Erika Imports

For three years, when I was in high school, I was the packing boy for a German émigré couple, Erika and Armin Geyer, who operated a small business, Erika Imports, in the basement of their gloomy house in suburban St. Louis. Several afternoons a week I left behind a pleasant-smelling world of liberty and sanity and climbed the stairs to the Geyers’ dark front porch and peered into a living room where Erika and Armin and their overfed schnauzer were typically sprawled, snoring, on old wooden-ankled German chairs and sofas. The air inside was heavy with schnitzel grease and combusted cigarette. On the dining-room table were ruins of Mittagessen: plates flecked with butter and parsley, a partially trashed whipped-cream cake, an empty Moselle bottle. Erika, in a quilted housecoat that gaped to reveal an Old World bra or girdle, continued to snore while Armin roused himself and led me to my work station in the basement.

Erika Imports had exclusive contracts with workshops in Communist East Germany that produced handmade giftwares — enameled Easter Bunny and Santa figurines, cunningly painted wooden eggs, deluxe carved crèche sets, hardwood tangram puzzles, candle-propelled Christmas carousels in sizes up to three feet tall — that gift shops throughout the central tier of states were forever mad to buy. Erika could therefore be high-handed with her customers. She sent out broken merchandise or merchandise reglued, by Armin, with insulting carelessness. She wrote her invoices in a German cursive illegible to Americans. She slashed the orders of customers who’d fallen out of favor; she said, “They want twenty — ach! I send them three.”

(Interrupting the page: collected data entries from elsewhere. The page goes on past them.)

//! The frame layer: named, append-only typed columns and the single-pass
//! builder that assembles them from a row sequence.

mod builder;
mod column;
mod render;


pub use builder::build_frame;
pub use column::{Column, ColumnData};

/// A named, ordered collection of columns sharing one row count; the unit
/// returned to callers.
///
/// Column order equals the order in which attribute names were first seen
/// across the row sequence, and every column's length equals the number of
/// rows processed.
#[derive(Debug, Clone, PartialEq)]
pub struct Frame {
    name: String,
    columns: Vec<Column>,
}

impl Frame {
    pub(crate) fn new(name: impl Into<String>, columns: Vec<Column>) -> Self {
        Self {
            name: name.into(),
            columns,
        }
    }

    pub fn name(&self) -> &str {
        &self.name
    }

    /// Columns in first-seen order.
    pub fn columns(&self) -> &[Column] {
        &self.columns
    }

    /// Looks up a column by name.
    pub fn column(&self, name: &str) -> Option<&Column> {
        self.columns.iter().find(|c| c.name() == name)
    }

    pub fn num_columns(&self) -> usize {
        self.columns.len()
    }

    /// The shared row count. All columns have this length.
    pub fn num_rows(&self) -> usize {
        self.columns.first().map_or(0, Column::len)
    }
}
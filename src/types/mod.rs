//! This module defines the core, strongly-typed data representations used
//! throughout the rowframe pipeline: the dynamically-tagged input value model
//! and the canonical `FieldType` enum that replaces fragile string-based types
//! with a safe, serializable representation.

mod attr_value;
mod field_type;

pub use attr_value::{AttrValue, Row};
pub use field_type::FieldType;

My job in the basement consisted of assembling cardboard cartons, filling them with smaller boxes and excelsior, checking the invoices to be sure the orders were complete, and sealing the cartons with paper tape that I wetted with a sea sponge. Since I was paid better than the minimum wage, and since I enjoyed topological packing puzzles, and since the Geyers liked me and praised my German-language skills and gave me lots of cake, it was remarkable how fiercely I hated the job — how I envied even those friends of mine who manned the deep-fry station at Long John Silver’s or cleaned the oil traps at Kentucky Fried Chicken.

I hated, in part, the arbitrary infringements of autonomy: the Saturday afternoons torpedoed by Erika’s sudden barking, on the telephone, “Ja, komm immediately!” I hated the extravagant molds that grew on the sea sponge in its pan of scummy water. There was also the schnauzer and everything relating to the schnauzer. There was Armin’s disinclination to perform any manual task without first licking his fingers; there was his stertorous breathing while he pecked out UPS slips on a manual Olivetti. There was Erika’s powerful body odor and the powerful perfumes with which she failed to mask it. And there was the kitschy, high-volume side of her business, the seasonal flood of Styrofoam bells and sentimental snowmen and cheap plastic toys that caused me to imagine all too vividly the aesthetic wasteland of heartland hospital gift shops.

The main reason I envied my friends in the fast-food kitchens, though, was that their work seemed to me so wonderfully impersonal. They never had to see their supervisor’s blue-veined stomach falling out of her housecoat, a toppled glass of cheap champagne soaking into the rug by her feet. Hamburger fragments and parsleyed potatoes weren’t decaying in a dog’s bowl at their job sites. Most important, their mothers did not feel sorry for their bosses.

My own mother was always after me, in the years following high school, to stop in at the Geyers’ and “visit” with them when I came home from college, or to greet them after a church service and ease their social isolation for a moment, or to send them postcards when I went to Europe. My mother herself, in a spirit of Christian charity and masochism, sometimes invited the Geyers to dinner and a game of bridge during which Erika, at escalating volumes and with a diminishing ratio of English to German, abused Armin for his sins of bidding and his crimes of cardplay, and Armin went crimson in the face and began to bray in self-defense. Although my mother fervently believed in personal responsibility, she resorted to the most transparent ruses if I was in the house when Erika called. She handed me the phone (“Jonathan wants to say hello to you!”) and then, when I tried to return the phone, she made me tell Erika that she would call her back “next week.” Poor Erika and Arinin, with their blood clots, their broken bones, their abrupt hospitalizations! Each step of their downward progress was faithfully reported by my mother in her letters to me. Now everyone is dead, and I wonder: Is there no escaping the personal? In twenty-five years I have yet to find a work situation that isn’t somehow about family, or loyalty, or sex, or guilt, or all four. I’m beginning to think I never will.